Questions to ask yourself regarding success:

  • Each person’s definition of success is different. What works for me might not work for you and vise versa, so it’s ok if you try someone’s formula and it falls like a deck of cards. You’re not on the right track. You can use their ideas, but make them your own. Do I want to be like Dorie and speak at places all over the world? At 51 years of age, my body says HAHAHAHAHAAH!! Good luck!!
  • Can my idea of success morph into something else? Yes, it can. Once you’ve reached one goal, you’ll make another and another and another until you die. Then you have to stop with goals because, well, you’re dead and that makes it a problem.
  • Am I at success now and I don’t know it? I suffer from bouts of depression, so what might really be successful in my life looks like a garbage dump. So I need to define it so I’ll know it when I see it.
  • My definition of success shouldn’t be my identity. My relationship with Jesus Christ defines me/is my identity. So many folks want their definition of success to define them. Well, what happens with a change of life and now success is defined as something else?

I’ve come across writer after writer who believes that a book published will meet that need for recognition and maybe even some payback to the haters who said the writer wouldn’t make it.  But I can say from experience, the published book meets NO needs except the need to work harder and have less fun time.

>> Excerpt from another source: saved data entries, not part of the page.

//! Command-line front end for the cpplex preprocessor.

use std::fs;
use std::io::Read;
use std::path::PathBuf;

use anyhow::Context;
use clap::{Parser, ValueEnum};
use colored::Colorize;
use cpplex::{Charset, Config, Preprocessor, Token, TokenKind, tokens_to_string};

#[derive(Parser)]
#[command(
    name = "cpplex",
    version,
    about = "Preprocess C/C++ sources into an expanded token stream"
)]
struct Cli {
    /// Input source file; '-' reads standard input
    input: PathBuf,

    /// Write output here instead of standard output
    #[arg(short, long, value_name = "FILE")]
    output: Option<PathBuf>,

    /// Add a directory to the include search path
    #[arg(short = 'I', long = "include-dir", value_name = "DIR")]
    include_dirs: Vec<PathBuf>,

    /// Define a macro: NAME, NAME=VALUE or 'NAME(params)=VALUE'
    #[arg(short = 'D', long = "define", value_name = "MACRO")]
    defines: Vec<String>,

    /// Preprocess a file before the input, sharing its macro state
    #[arg(long = "force-include", value_name = "FILE")]
    force_includes: Vec<PathBuf>,

    /// Encoding of all read files
    #[arg(long, value_enum, default_value_t = CharsetArg::Utf8)]
    charset: CharsetArg,

    /// Recursion bound for macro expansion
    #[arg(long, value_name = "N", default_value_t = 128)]
    max_expansion_depth: usize,

    /// Turn recoverable problems into hard errors
    #[arg(long)]
    strict: bool,

    /// Print one token per line with its position and kind
    #[arg(long)]
    tokens: bool,

    /// Suppress recovered diagnostics
    #[arg(short, long)]
    quiet: bool,
}

#[derive(Clone, Copy, ValueEnum)]
enum CharsetArg {
    Utf8,
    Latin1,
}

impl From<CharsetArg> for Charset {
    fn from(arg: CharsetArg) -> Self {
        match arg {
            CharsetArg::Utf8 => Charset::Utf8,
            CharsetArg::Latin1 => Charset::Latin1,
        }
    }
}

/// Turn `NAME=VALUE` into the `NAME VALUE` form of the `#define` grammar.
fn define_to_definition(define: &str) -> String {
    match define.split_once('=') {
        Some((name, value)) => format!("{name} {value}"),
        None => define.to_string(),
    }
}

fn dump_tokens(tokens: &[Token]) -> String {
    let mut out = String::new();
    for t in tokens {
        if t.kind == TokenKind::Eof {
            continue;
        }
        out.push_str(&format!("{}:{}\t{:?}\t{}\n", t.line, t.column, t.kind, t.value));
    }
    out
}

fn main() -> anyhow::Result<()> {
    env_logger::Builder::from_env(env_logger::Env::default().default_filter_or("warn")).init();
    let cli = Cli::parse();

    let charset: Charset = cli.charset.into();
    let mut config = Config::default()
        .with_charset(charset)
        .with_include_dirs(cli.include_dirs.iter().cloned())
        .with_error_recovery(!cli.strict)
        .with_max_expansion_depth(cli.max_expansion_depth);
    for define in &cli.defines {
        config = config.with_define(define_to_definition(define));
    }
    for path in &cli.force_includes {
        config = config.with_force_include(path);
    }

    let mut pp = Preprocessor::new(config);
    let tokens = if cli.input.as_os_str() == "-" {
        let mut bytes = Vec::new();
        std::io::stdin()
            .read_to_end(&mut bytes)
            .context("failed to read standard input")?;
        pp.set_file("<stdin>");
        pp.preprocess(&charset.decode(&bytes))
    } else {
        pp.preprocess_file(&cli.input)
    }
    .with_context(|| format!("failed to preprocess '{}'", cli.input.display()))?;

    if !cli.quiet {
        for diagnostic in pp.diagnostics() {
            eprintln!("{} {diagnostic}", "warning:".yellow().bold());
        }
    }

    let rendered = if cli.tokens {
        dump_tokens(&tokens)
    } else {
        let mut text = tokens_to_string(&tokens);
        text.push('\n');
        text
    };
    match &cli.output {
        Some(path) => fs::write(path, rendered)
            .with_context(|| format!("failed to write '{}'", path.display()))?,
        None => print!("{rendered}"),
    }
    Ok(())
}

#[cfg(test)]
mod tests {
    use super::*;

    #[test]
    fn define_argument_forms() {
        assert_eq!(define_to_definition("NDEBUG"), "NDEBUG");
        assert_eq!(define_to_definition("VERSION=2"), "VERSION 2");
        assert_eq!(define_to_definition("MAX(a,b)=((a)>(b)?(a):(b))"), "MAX(a,b) ((a)>(b)?(a):(b))");
    }

    #[test]
    fn cli_parses() {
        use clap::CommandFactory;
        Cli::command().debug_assert();
    }
}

It’s become a second job for me. I used to tell non-writers,

Hey, a publisher picked up my novel!!

That’s nice, hey, have you heard what Kim Kardashian did last week?

Um, no, but my book!!

That’s nice, did you hear Obama is actually an alien from outer space and has come here to suck out our brains?

Um no, but my book!!

Oh look at the time, I have to go. Bye now!! And good luck with your paintings.

My book!

Even other writers aren’t impressed.

I got my book published!!

That’s nice, Is your publisher a huge New York outfit with tons of money?

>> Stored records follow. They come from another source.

#[cfg(test)]
mod tests {
    use super::*;
    use crate::macro_table::MacroTable;

    fn table(defs: &[&str]) -> MacroTable {
        let mut table = MacroTable::new();
        for (n, d) in defs.iter().enumerate() {
            assert!(table.add_definition_line(d, n as u32 + 1));
        }
        table
    }

    fn expand_str(table: &MacroTable, text: &str) -> Vec<String> {
        let mut counter = 0;
        let mut expander = Expander::new(table, "test.cc", 1, &mut counter, 64);
        let tokens = lexer::tokenize(text, 1);
        expander
            .expand(&tokens)
            .unwrap()
            .into_iter()
            .map(|t| t.value)
            .collect()
    }

    #[test]
    fn object_like_replacement() {
        let t = table(&["lala \"haha\""]);
        assert_eq!(expand_str(&t, "lala"), ["\"haha\""]);
    }

    #[test]
    fn self_reference_stops() {
        let t = table(&["RECURSIVE RECURSIVE"]);
        assert_eq!(expand_str(&t, "RECURSIVE"), ["RECURSIVE"]);
    }

    #[test]
    fn mutual_recursion_stops() {
        let t = table(&["X Y", "Y X"]);
        assert_eq!(expand_str(&t, "X"), ["X"]);
    }

    #[test]
    fn sibling_uses_expand_independently() {
        let t = table(&["A B"]);
        assert_eq!(expand_str(&t, "A A"), ["B", "B"]);
    }

    #[test]
    fn function_like_replacement() {
        let t = table(&["plus(a, b) a + b"]);
        assert_eq!(expand_str(&t, "plus(1, 2)"), ["1", "+", "2"]);
    }

    #[test]
    fn recursive_function_like() {
        let t = table(&["F(x) F(x)"]);
        assert_eq!(expand_str(&t, "F(1)"), ["F", "(", "1", ")"]);
    }

    #[test]
    fn replacement_does_not_capture_following_arguments() {
        let t = table(&["f(a) a", "g f"]);
        assert_eq!(expand_str(&t, "g(1)"), ["f", "(", "1", ")"]);
    }

    #[test]
    fn name_without_parentheses_stays() {
        let t = table(&["plus(a, b) a + b"]);
        assert_eq!(expand_str(&t, "plus"), ["plus"]);
    }

    #[test]
    fn space_before_parenthesis_blocks_invocation() {
        let t = table(&["m(a) a"]);
        assert_eq!(expand_str(&t, "m ()"), ["m", "(", ")"]);
        assert_eq!(expand_str(&t, "m(x)"), ["x"]);
    }

    #[test]
    fn nested_parentheses_in_arguments() {
        let t = table(&["neg(a) -(a)"]);
        assert_eq!(expand_str(&t, "neg((1))"), ["-", "(", "(", "1", ")", ")"]);
    }

    #[test]
    fn stringize_collapses_whitespace() {
        let t = table(&["str(x) #x"]);
        assert_eq!(expand_str(&t, "str(a   b)"), ["\"a b\""]);
        assert_eq!(expand_str(&t, "str(\"quoted\")"), ["\"\\\"quoted\\\"\""]);
    }

    #[test]
    fn pasting_identifiers() {
        let t = table(&["concat(a, b) a##b"]);
        assert_eq!(expand_str(&t, "concat(x, y)"), ["xy"]);
    }

    #[test]
    fn pasting_without_parameters() {
        let t = table(&["cat c##c"]);
        assert_eq!(expand_str(&t, "cat"), ["cc"]);
    }

    #[test]
    fn paste_runs_collapse() {
        let t = table(&["glue(a, b) a ## ## ## b"]);
        assert_eq!(expand_str(&t, "glue(x, y)"), ["xy"]);
    }

    #[test]
    fn pasting_numbers_relexes() {
        let t = table(&["hexify(n) 0x##n"]);
        assert_eq!(expand_str(&t, "hexify(cf)"), ["0xcf"]);
    }

    #[test]
    fn chained_pastes() {
        let t = table(&["quad(a) a##a##a##a"]);
        assert_eq!(expand_str(&t, "quad(c)"), ["cccc"]);
    }

    #[test]
    fn standard_hash_hash_sample() {
        // the famous [C11 6.10.3.3] example, with the documented deviation:
        // hash_hash produces nothing, so mkstr sees the raw "x y"
        let t = table(&[
            "hash_hash(x) # ## #",
            "mkstr(a) # a",
            "in_between(a) mkstr(a)",
            "join(c, d) in_between(c hash_hash(x) d)",
        ]);
        assert_eq!(expand_str(&t, "join(x, y)"), ["\"x y\""]);
    }

    #[test]
    fn arguments_are_preexpanded() {
        let t = table(&["ONE 1", "id(x) x"]);
        assert_eq!(expand_str(&t, "id(ONE)"), ["1"]);
    }

    #[test]
    fn paste_operands_are_not_preexpanded() {
        let t = table(&["ONE 1", "tag(x) pre_##x"]);
        assert_eq!(expand_str(&t, "tag(ONE)"), ["pre_ONE"]);
    }

    #[test]
    fn stringize_operand_is_not_preexpanded() {
        let t = table(&["ONE 1", "str(x) #x"]);
        assert_eq!(expand_str(&t, "str(ONE)"), ["\"ONE\""]);
    }

    #[test]
    fn variadic_tail() {
        let t = table(&["fmt(f, ...) f __VA_ARGS__"]);
        assert_eq!(expand_str(&t, "fmt(a, b, c)"), ["a", "b", ",", "c"]);
    }

    #[test]
    fn named_variadic_tail() {
        let t = table(&["w(args...) args"]);
        assert_eq!(expand_str(&t, "w(1, 2)"), ["1", ",", "2"]);
        assert_eq!(expand_str(&t, "w()"), Vec::<String>::new());
    }

    #[test]
    fn empty_invocation_of_nullary_macro() {
        let t = table(&["M() 0"]);
        assert_eq!(expand_str(&t, "M()"), ["0"]);
    }

    #[test]
    fn arity_mismatch_leaves_name() {
        let t = table(&["plus(a, b) a + b"]);
        assert_eq!(expand_str(&t, "plus(1)"), ["plus", "(", "1", ")"]);
    }

    #[test]
    fn unterminated_invocation_leaves_name() {
        let t = table(&["m(a) a"]);
        assert_eq!(expand_str(&t, "m(1"), ["m", "(", "1"]);
    }

    #[test]
    fn line_builtin() {
        let t = MacroTable::new();
        let mut counter = 0;
        let mut expander = Expander::new(&t, "f.cc", 7, &mut counter, 64);
        let out = expander
            .expand(&lexer::tokenize("__LINE__ __FILE__", 7))
            .unwrap();
        assert_eq!(out[0].value, "7");
        assert_eq!(out[0].kind, TokenKind::Number);
        assert_eq!(out[1].value, "\"f.cc\"");
        assert_eq!(out[1].kind, TokenKind::String);
    }

    #[test]
    fn counter_increments() {
        let t = MacroTable::new();
        let mut counter = 0;
        let mut expander = Expander::new(&t, "f.cc", 1, &mut counter, 64);
        let out = expander
            .expand(&lexer::tokenize("__COUNTER__ __COUNTER__", 1))
            .unwrap();
        assert_eq!(out[0].value, "0");
        assert_eq!(out[1].value, "1");
        assert_eq!(counter, 2);
    }

    #[test]
    fn stored_definition_shadows_builtin() {
        let t = table(&["__LINE__ 123"]);
        let mut counter = 0;
        let mut expander = Expander::new(&t, "f.cc", 7, &mut counter, 64);
        let out = expander.expand(&lexer::tokenize("__LINE__", 7)).unwrap();
        assert_eq!(out[0].value, "123");
    }

    #[test]
    fn expansion_tokens_carry_invocation_site() {
        let t = table(&["M x"]);
        let mut counter = 0;
        let mut expander = Expander::new(&t, "f.cc", 2, &mut counter, 64);
        let out = expander.expand(&lexer::tokenize("  M", 2)).unwrap();
        assert_eq!(out[0].line, 2);
        assert_eq!(out[0].column, 3);
    }

    #[test]
    fn depth_limit_is_enforced() {
        let t = table(&["D0 1", "D1 D0", "D2 D1", "D3 D2"]);
        let mut counter = 0;
        let mut expander = Expander::new(&t, "f.cc", 1, &mut counter, 2);
        let result = expander.expand(&lexer::tokenize("D3", 1));
        assert!(matches!(
            result,
            Err(PreprocessError::ExpansionDepthExceeded { limit: 2, .. })
        ));
    }
}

Well, no, it’s a smaller publisher.

Oh, so you’re not technically published then.

Well, yes, I have the book here.

That’s nice.

Sigh… So you see, there’s really nothing there but my family sure is happy for me.

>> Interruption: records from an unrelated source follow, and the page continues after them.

//! Token representation shared by the lexer and the preprocessor.

use std::fmt;

/// Check if a character can start an identifier (letter or underscore)
pub const fn is_identifier_start(c: char) -> bool {
    c.is_ascii_alphabetic() || c == '_'
}

/// Check if a character can continue an identifier (letter, digit, or underscore)
pub const fn is_identifier_continue(c: char) -> bool {
    c.is_ascii_alphanumeric() || c == '_'
}

/// Semantic class of a token.
#[derive(Clone, Copy, Debug, PartialEq, Eq)]
pub enum TokenKind {
    /// A name: `foo`, `_bar`, `x1`
    Identifier,
    /// An identifier matching the C++ keyword set: `new`, `if`, `const`, ...
    Keyword,
    /// A preprocessing number: `42`, `0xcf`, `3.14f`, `1e+3`
    Number,
    /// A string literal including quotes: `"abc"`
    String,
    /// A character literal including quotes: `'a'`
    CharLiteral,
    /// An operator or separator: `+`, `##`, `<<=`, ...
    Punctuator,
    /// A character the lexer could not classify, or an unterminated literal
    Unknown,
    /// End of the token stream; appears exactly once, last
    Eof,
}

/// A single token with its spelling and origin.
///
/// Tokens are immutable once created. Macro expansion produces fresh tokens
/// carrying the location of the invocation site, never the definition site.
/// Whitespace is not represented as tokens; the adjacency information the
/// preprocessor needs rides on [`Token::has_space_before`].
#[derive(Clone, Debug, PartialEq, Eq)]
pub struct Token {
    /// Raw text of the token.
    pub value: String,
    /// Semantic class.
    pub kind: TokenKind,
    /// 1-based logical line of the token's origin.
    pub line: u32,
    /// 1-based column of the token's origin.
    pub column: u32,
    /// Whether whitespace (or a comment) separated this token from the
    /// previous one on the same line.
    pub has_space_before: bool,
}

impl Token {
    /// Create a token.
    pub fn new(
        value: impl Into<String>,
        kind: TokenKind,
        line: u32,
        column: u32,
        has_space_before: bool,
    ) -> Self {
        Token {
            value: value.into(),
            kind,
            line,
            column,
            has_space_before,
        }
    }

    /// The end-of-stream marker.
    pub fn eof(line: u32) -> Self {
        Token::new("", TokenKind::Eof, line, 1, false)
    }

    /// True for identifier-shaped tokens, keywords included. Macro names may
    /// shadow keywords, so macro lookup goes through this predicate.
    pub fn is_name(&self) -> bool {
        matches!(self.kind, TokenKind::Identifier | TokenKind::Keyword)
    }

    /// True if this is a punctuator with the given spelling.
    pub fn is_punct(&self, value: &str) -> bool {
        self.kind == TokenKind::Punctuator && self.value == value
    }

    /// Clone this token, rewriting its origin to the given invocation site.
    pub(crate) fn at(&self, line: u32, column: u32) -> Token {
        Token {
            value: self.value.clone(),
            kind: self.kind,
            line,
            column,
            has_space_before: self.has_space_before,
        }
    }
}

impl fmt::Display for Token {
    fn fmt(&self, f: &mut fmt::Formatter<'_>) -> fmt::Result {
        f.write_str(&self.value)
    }
}

/// The C++ keyword set. Sorted, so membership is a binary search.
const KEYWORDS: &[&str] = &[
    "alignas",
    "alignof",
    "asm",
    "auto",
    "bool",
    "break",
    "case",
    "catch",
    "char",
    "char16_t",
    "char32_t",
    "char8_t",
    "class",
    "co_await",
    "co_return",
    "co_yield",
    "concept",
    "const",
    "const_cast",
    "consteval",
    "constexpr",
    "constinit",
    "continue",
    "decltype",
    "default",
    "delete",
    "do",
    "double",
    "dynamic_cast",
    "else",
    "enum",
    "explicit",
    "export",
    "extern",
    "false",
    "float",
    "for",
    "friend",
    "goto",
    "if",
    "inline",
    "int",
    "long",
    "mutable",
    "namespace",
    "new",
    "noexcept",
    "nullptr",
    "operator",
    "private",
    "protected",
    "public",
    "register",
    "reinterpret_cast",
    "requires",
    "return",
    "short",
    "signed",
    "sizeof",
    "static",
    "static_assert",
    "static_cast",
    "struct",
    "switch",
    "template",
    "this",
    "thread_local",
    "throw",
    "true",
    "try",
    "typedef",
    "typeid",
    "typename",
    "union",
    "unsigned",
    "using",
    "virtual",
    "void",
    "volatile",
    "wchar_t",
    "while",
];

/// Check whether an identifier spelling is a reserved C++ keyword.
pub fn is_keyword(name: &str) -> bool {
    KEYWORDS.binary_search(&name).is_ok()
}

So back to success. Don’t define success as a way to fill your needs. God meets my needs, so the book doesn’t count as a defined success. It fills nothing in my life needs. Except the need for a nap. I love naps!

Once you’ve defined your success ask yourself why do I see this as success? If I say, success for me is having a book published and on the bookshelves, I have to ask why do I want my books on the shelves?

Well so I can be special and cute and everyone would LOVE me!!! Um, no. It doesn’t work that way.

Don’t be general, be specific. This will eliminate that jealousy and envy that plagues almost every writer when they see a successful writer moving on in their career, which happens more than you know.

  • What do you SEE yourself doing five years from now? Cut out magazine pictures or grab pictures from the internet that show what you see yourself doing.
  • Why do I see myself doing that thing? What is its purpose?
  • Is the definition fulfilling a need in my life for love, acceptance from others, self-acceptance, payback time, etc.?
  • If the defined success is a need, then know it will NOT fulfill what you are needing. You have to fill that need with either realizing you are loved by others, that you accept yourself with your warts and all or revenge gets you nowhere.
  • Is the definition attainable? Ruling the known universe really isn’t attainable. Make your goal attainable within this universe and timeline. (And other spatial timelines don’t count. Sorry, Dr. Who fans.)
  • So what do you really WANT, not need.

We live in such a fallen and foul world that some of us wouldn’t know success if it bit us on the leg. I stumbled on this great article from Business Insider:  How 9 Incredibly Successful People Define Success  (I used the first 4 interviews.)

  • Arianna Huffington from the Huffington Post says

“Huffington says that while we tend to think of success along two metrics — money and power — we need to add a third.

“To live the lives we truly want and deserve, and not just the lives we settle for, we need a Third Metric,” she says, “a third measure of success that goes beyond the two metrics of money and power, and consists of four pillars: well-being, wisdom, wonder, and giving.”

Together, those factors help you to take care of your psychological life and truly be successful, or as the title of her new book suggests, “Thrive.”

  • Basketball coach John Wooden says

His definition is more about competing with yourself than the other guy:

“Success is peace of mind, which is a direct result of self-satisfaction in knowing you did your best to become the best you are capable of becoming,” he said.

  • Zappos CEO Tony Hsieh said

Your personal core values define who you are, and a company’s core values ultimately define the company’s character and brand,” Hsieh writes in “Delivering Happiness,” his memoir about building Zappos.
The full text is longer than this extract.